Given that, how does one look like they are serious, ambitious and ready for a challenge? In order to find out I investigated into the notion of ‘power-dressing’.
‘Power-Dressing’ is defined as a style of hair or dress that intends to make its wearers seem authoritative and competent.
Originating in the 1980s with TV shows such as ‘Dynasty’ and ‘Dallas’ power dressing was allegedly all about Joan Collins, shoulder pads, trouser suits and androgynous haircuts.
Today, on the other hand it tends to mean something different (thank goodness!).
Previously the idea of ‘power-dressing’ was criticized to be encouraging women to conform to the masculine stereotype of success.
It was argued that women dressed in tailored suits, trousers and cut their hair short in order to appear more masculine thus more successful in the workplace.
However as women and men have become more equal (yet still not completely) in the workplace, the concept of ‘power dressing’ has taken on a different momentum.
Designers, in particular Calvin Klein and Victoria Beckham, have created womenswear that still reeks of success and ambition without the harsh lines, black lapels and unflattering silhouettes.

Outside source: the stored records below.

//! Gravity and ABV formulas
//!
//! Closed-form conversions between gravity readings, alcohol content and
//! fermentable sugar under the linear 46 points/lb/gal model.

use serde::Serialize;

use crate::error::{require, CalcError, CalcResult};

/// Gravity points contributed by one pound of sugar in one gallon
pub const GRAVITY_POINTS_PER_LB_SUGAR_PER_GALLON: f64 = 46.0;
/// ABV per unit of gravity drop
pub const ABV_FACTOR: f64 = 131.25;
/// Fraction of honey's mass that is fermentable sugar
pub const HONEY_FERMENTABLE_FRACTION: f64 = 0.80;

/// Readings outside this range are flagged as implausible
pub const PLAUSIBLE_GRAVITY_MIN: f64 = 0.900;
pub const PLAUSIBLE_GRAVITY_MAX: f64 = 1.300;

/// Result of an OG/FG calculation
#[derive(Debug, Clone, PartialEq, Serialize)]
pub struct AbvResult {
    pub original_gravity: f64,
    pub final_gravity: f64,
    /// Alcohol by volume, percent
    pub abv: f64,
    /// ABV if fermented down to 1.000, percent
    pub potential_abv: f64,
    /// Apparent attenuation, percent
    pub attenuation: f64,
    pub warnings: Vec<String>,
}

/// Sugar needed to reach a target ABV
#[derive(Debug, Clone, PartialEq, Serialize)]
pub struct SugarRequirement {
    pub target_abv: f64,
    pub batch_gallons: f64,
    pub original_gravity: f64,
    pub gravity_points: f64,
    pub sugar_lbs: f64,
}

/// `(SG - 1.000) * 1000`
pub fn gravity_points(sg: f64) -> f64 {
    (sg - 1.0) * 1000.0
}

/// ABV reached by fermenting from `sg` down to 1.000
pub fn potential_abv(sg: f64) -> f64 {
    (sg - 1.0) * ABV_FACTOR
}

fn plausibility_warning(label: &str, reading: f64) -> Option<String> {
    if (PLAUSIBLE_GRAVITY_MIN..=PLAUSIBLE_GRAVITY_MAX).contains(&reading) {
        None
    } else {
        Some(format!(
            "{} {:.3} is outside the usual {:.3}-{:.3} range",
            label, reading, PLAUSIBLE_GRAVITY_MIN, PLAUSIBLE_GRAVITY_MAX
        ))
    }
}

/// ABV, potential ABV and attenuation from original and final gravity
pub fn abv_from_gravities(og: Option<f64>, fg: Option<f64>) -> CalcResult<AbvResult> {
    const MISSING: &str = "Please enter both Original Gravity and Final Gravity";
    let og = require(og, MISSING)?;
    let fg = require(fg, MISSING)?;

    if og <= fg {
        return Err(CalcError::validation(
            "Original Gravity must be higher than Final Gravity",
        ));
    }

    let abv = (og - fg) * ABV_FACTOR;
    let potential = potential_abv(og);
    let attenuation = (og - fg) / (og - 1.0) * 100.0;

    let warnings: Vec<String> = [
        plausibility_warning("Original Gravity", og),
        plausibility_warning("Final Gravity", fg),
    ]
    .into_iter()
    .flatten()
    .collect();
    for warning in &warnings {
        tracing::warn!("{}", warning);
    }

    Ok(AbvResult {
        original_gravity: og,
        final_gravity: fg,
        abv,
        potential_abv: potential,
        attenuation,
        warnings,
    })
}

/// Specific gravity produced by dissolving `sugar_lbs` into `batch_gallons`
pub fn gravity_from_sugar_mass(sugar_lbs: f64, batch_gallons: f64) -> CalcResult<f64> {
    if !batch_gallons.is_finite() || batch_gallons <= 0.0 {
        return Err(CalcError::validation("Please enter a valid batch size"));
    }
    if !sugar_lbs.is_finite() || sugar_lbs < 0.0 {
        return Err(CalcError::validation("Sugar mass cannot be negative"));
    }

    let points = (sugar_lbs / batch_gallons) * GRAVITY_POINTS_PER_LB_SUGAR_PER_GALLON;
    Ok(1.0 + points / 1000.0)
}

/// Fermentable sugar required to reach `target_abv` in `batch_gallons`,
/// assuming fermentation finishes at 1.000
pub fn required_sugar_mass(target_abv: f64, batch_gallons: f64) -> CalcResult<SugarRequirement> {
    let valid = |v: f64| v.is_finite() && v > 0.0;
    if !valid(target_abv) || !valid(batch_gallons) {
        return Err(CalcError::validation(
            "Please enter valid target ABV and batch size",
        ));
    }

    let original_gravity = 1.0 + target_abv / ABV_FACTOR;
    let points = gravity_points(original_gravity);
    let sugar_lbs = points * batch_gallons / GRAVITY_POINTS_PER_LB_SUGAR_PER_GALLON;
    tracing::debug!(
        "{}% ABV in {} gal needs OG {:.4} and {:.3} lbs sugar",
        target_abv,
        batch_gallons,
        original_gravity,
        sugar_lbs
    );

    Ok(SugarRequirement {
        target_abv,
        batch_gallons,
        original_gravity,
        gravity_points: points,
        sugar_lbs,
    })
}
//! Meadcalc Status Tool
//!
//! Provides runtime status information about the meadcalc service.

use chrono::{DateTime, Utc};
use serde::Serialize;
use std::time::Instant;
use sysinfo::{Pid, ProcessesToUpdate, System};

use crate::build_info::BuildInfo;
use crate::measure::UnitPreferences;

/// Calculator usage instructions for AI assistants
pub const CALCULATOR_INSTRUCTIONS: &str = r#"
# Mead Calculator Instructions

This guide explains how to plan and check a mead or wine batch with the
meadcalc tools.

## Units

Masses are stored in pounds and volumes in US gallons. Results are rendered
in the session's unit preferences.

- `get_unit_preferences` shows the current mass and volume systems
- `set_unit_preferences(mass: "metric", volume: "imperial")` changes them;
  mass and volume are chosen independently
- Any recipe already planned from an allocation set is re-rendered in the new
  units in the same response; sets that no longer total 100% are listed under
  `pending_plans` instead

Mass displays are compound: "3 lbs 2 oz" or "1 kg 250 g".

## Checking a Finished Batch

```
calculate_abv(original_gravity: 1.100, final_gravity: 1.010)
```

Returns ABV (percent), potential ABV from the OG, and apparent attenuation.
Original gravity must be higher than final gravity.

## Planning a Recipe

**Honey only, or honey plus one fruit:**
```
plan_target_abv(target_abv: 12, batch_size: 5)
plan_target_abv(target_abv: 12, batch_size: 5, honey_percentage: 80, fruit: "blueberry")
```

**Any mix of fermentables (allocation sets):**

1. `create_allocation(honey_base: true)` starts a set holding honey at 100%
2. `add_allocation_entry(allocation_id: 0, ingredient_id: "cherry")` adds cherry at 0%
3. `set_allocation_percentage(allocation_id: 0, entry_id: 1, percentage: 20)`
   moves 20% from honey to cherry
4. `plan_allocation_amounts(allocation_id: 0, target_abv: 12, batch_size: 5)`

The honey entry is the base: when any other entry changes, the base absorbs
the difference so the set stays at 100%. Removing an entry returns its share
to the base. Without a base, percentages must be balanced by hand; a set that
does not total 100% cannot be planned.

## Estimating Gravity From Ingredients

```
estimate_gravity(batch_size: 5, ingredients: [
  { ingredient_id: "honey", amount: 12, unit: "lbs" },
  { ingredient_id: "raspberry", amount: 3, unit: "lbs" }
])
```

## Gravity Scales

```
convert_gravity_scale(value: 12.4, scale: "brix")
```

Scales: `sg`, `brix`, `baume`, `abv`, `abw`.

## Conversions

- `convert_mass(value: "2", unit: "kg")`
- `convert_volume(value: "19", unit: "L")`
- `normalize_mass(main: 2, sub: 18, system: "imperial")` returns 3 lbs 2 oz

## Ingredients

Call `list_ingredients` for ids and fermentable sugar fractions.
"#;

/// Runtime status of the meadcalc service
#[derive(Debug, Clone, Serialize)]
pub struct MeadcalcStatus {
    /// Build information
    pub build_number: u64,
    pub build_timestamp: &'static str,
    pub version: &'static str,

    /// Session information
    pub unit_preferences: UnitPreferences,
    pub active_allocations: usize,

    /// Process information
    pub started_at: DateTime<Utc>,
    pub uptime_seconds: u64,
    pub process_id: u32,
    pub memory_usage_bytes: u64,
}

/// Status tracker for collecting runtime information
pub struct StatusTracker {
    start_time: Instant,
    started_at: DateTime<Utc>,
}

impl StatusTracker {
    /// Create a new status tracker
    pub fn new() -> Self {
        Self {
            start_time: Instant::now(),
            started_at: Utc::now(),
        }
    }

    /// Get the current status
    pub fn get_status(&self, units: UnitPreferences, active_allocations: usize) -> MeadcalcStatus {
        let build_info = BuildInfo::current();

        let pid = std::process::id();
        let mut sys = System::new();
        sys.refresh_processes(ProcessesToUpdate::Some(&[Pid::from_u32(pid)]));

        let memory_usage_bytes = sys
            .process(Pid::from_u32(pid))
            .map(|p| p.memory())
            .unwrap_or(0);

        MeadcalcStatus {
            build_number: build_info.build_number,
            build_timestamp: build_info.build_timestamp,
            version: build_info.version,
            unit_preferences: units,
            active_allocations,
            started_at: self.started_at,
            uptime_seconds: self.start_time.elapsed().as_secs(),
            process_id: pid,
            memory_usage_bytes,
        }
    }
}

impl Default for StatusTracker {
    fn default() -> Self {
        Self::new()
    }
}

#[cfg(test)]
mod tests {
    use super::*;

    #[test]
    fn test_status_reports_session() {
        let tracker = StatusTracker::new();
        let status = tracker.get_status(UnitPreferences::default(), 2);
        assert_eq!(status.active_allocations, 2);
        assert_eq!(status.process_id, std::process::id());
        assert_eq!(status.version, crate::build_info::VERSION);
        assert!(status.started_at <= Utc::now());
    }

    #[test]
    fn test_instructions_name_tools() {
        for tool in ["calculate_abv", "plan_target_abv", "create_allocation", "set_unit_preferences"] {
            assert!(CALCULATOR_INSTRUCTIONS.contains(tool), "missing {}", tool);
        }
    }
}
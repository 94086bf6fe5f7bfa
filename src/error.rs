//! Calculator error types
//!
//! Every core operation either returns a value or one of these recoverable errors.

use thiserror::Error;

/// Error kinds raised by the calculation core
#[derive(Debug, Clone, PartialEq, Error)]
pub enum CalcError {
    /// A user-supplied value is missing, non-numeric, non-positive or out of range
    #[error("{0}")]
    Validation(String),

    /// An unknown ingredient or allocation entry was referenced
    #[error("{0}")]
    NotFound(String),
}

/// Result type for calculator operations
pub type CalcResult<T> = Result<T, CalcError>;

impl CalcError {
    pub fn validation(message: impl Into<String>) -> Self {
        CalcError::Validation(message.into())
    }

    pub fn not_found(message: impl Into<String>) -> Self {
        CalcError::NotFound(message.into())
    }

    pub fn is_validation(&self) -> bool {
        matches!(self, CalcError::Validation(_))
    }
}

/// Require a present, finite value
pub fn require(value: Option<f64>, message: &str) -> CalcResult<f64> {
    match value {
        Some(v) if v.is_finite() => Ok(v),
        _ => Err(CalcError::validation(message)),
    }
}
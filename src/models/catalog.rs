//! Ingredient catalog
//!
//! Static table of fermentable ingredients and the fraction of their mass that
//! is sugar available to yeast. Honey is kept outside the generic table
//! because it is the default base of every recipe.

use serde::Serialize;

use crate::error::{CalcError, CalcResult};
use crate::gravity::HONEY_FERMENTABLE_FRACTION;

/// Identifier of the synthetic honey entry
pub const HONEY_ID: &str = "honey";

/// A fermentable ingredient
#[derive(Debug, Clone, Copy, PartialEq, Serialize)]
pub struct IngredientDefinition {
    pub id: &'static str,
    pub display_name: &'static str,
    /// Fraction of the ingredient's mass that is fermentable sugar (0.0 - 1.0)
    pub fermentable_fraction: f64,
}

const fn def(id: &'static str, display_name: &'static str, fraction: f64) -> IngredientDefinition {
    IngredientDefinition {
        id,
        display_name,
        fermentable_fraction: fraction,
    }
}

pub static HONEY: IngredientDefinition = def(HONEY_ID, "Honey", HONEY_FERMENTABLE_FRACTION);

static CATALOG: [IngredientDefinition; 21] = [
    def("apple", "Apple (fresh)", 0.13),
    def("apple-juice", "Apple Juice", 0.24),
    def("blackberry", "Blackberry", 0.10),
    def("blueberry", "Blueberry", 0.14),
    def("cherry", "Cherry (sweet)", 0.16),
    def("cherry-tart", "Cherry (tart)", 0.12),
    def("cranberry", "Cranberry", 0.04),
    def("grape", "Grape (fresh)", 0.16),
    def("grape-juice", "Grape Juice", 0.24),
    def("orange", "Orange", 0.12),
    def("orange-juice", "Orange Juice", 0.21),
    def("peach", "Peach", 0.13),
    def("pear", "Pear", 0.15),
    def("raspberry", "Raspberry", 0.12),
    def("strawberry", "Strawberry", 0.09),
    def("elderberry", "Elderberry", 0.07),
    def("elderflower", "Elderflower", 0.05),
    def("cane-sugar", "Cane Sugar", 1.00),
    def("brown-sugar", "Brown Sugar", 0.97),
    def("maple-syrup", "Maple Syrup", 0.67),
    def("agave", "Agave Nectar", 0.76),
];

/// The generic (non-honey) catalog in display order
pub fn all_ingredients() -> &'static [IngredientDefinition] {
    &CATALOG
}

/// Look up an ingredient by id, including honey
pub fn ingredient(id: &str) -> CalcResult<&'static IngredientDefinition> {
    let key = id.trim().to_lowercase();
    if key == HONEY_ID {
        return Ok(&HONEY);
    }

    CATALOG
        .iter()
        .find(|def| def.id == key)
        .ok_or_else(|| CalcError::not_found(format!("Unknown ingredient: {}", id)))
}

With cigarette style trousers, cropped jackets, pencil skirts and tailored dresses, all designed to celebrate the female form, designers have triumphed in giving women options on how to power dress.
The high street is no different, with Dorothy Perkins, Wallis, Topshop, Warehouse and even H&M constantly offering alternatives the black trouser suit.
This season will see pencil skirts, cropped jackets, fitted dresses and court shoes all in vibrant print and colour.
Personally I can’t wait to find my ‘power’ outfit and love that we, as women have alternatives to create that impression.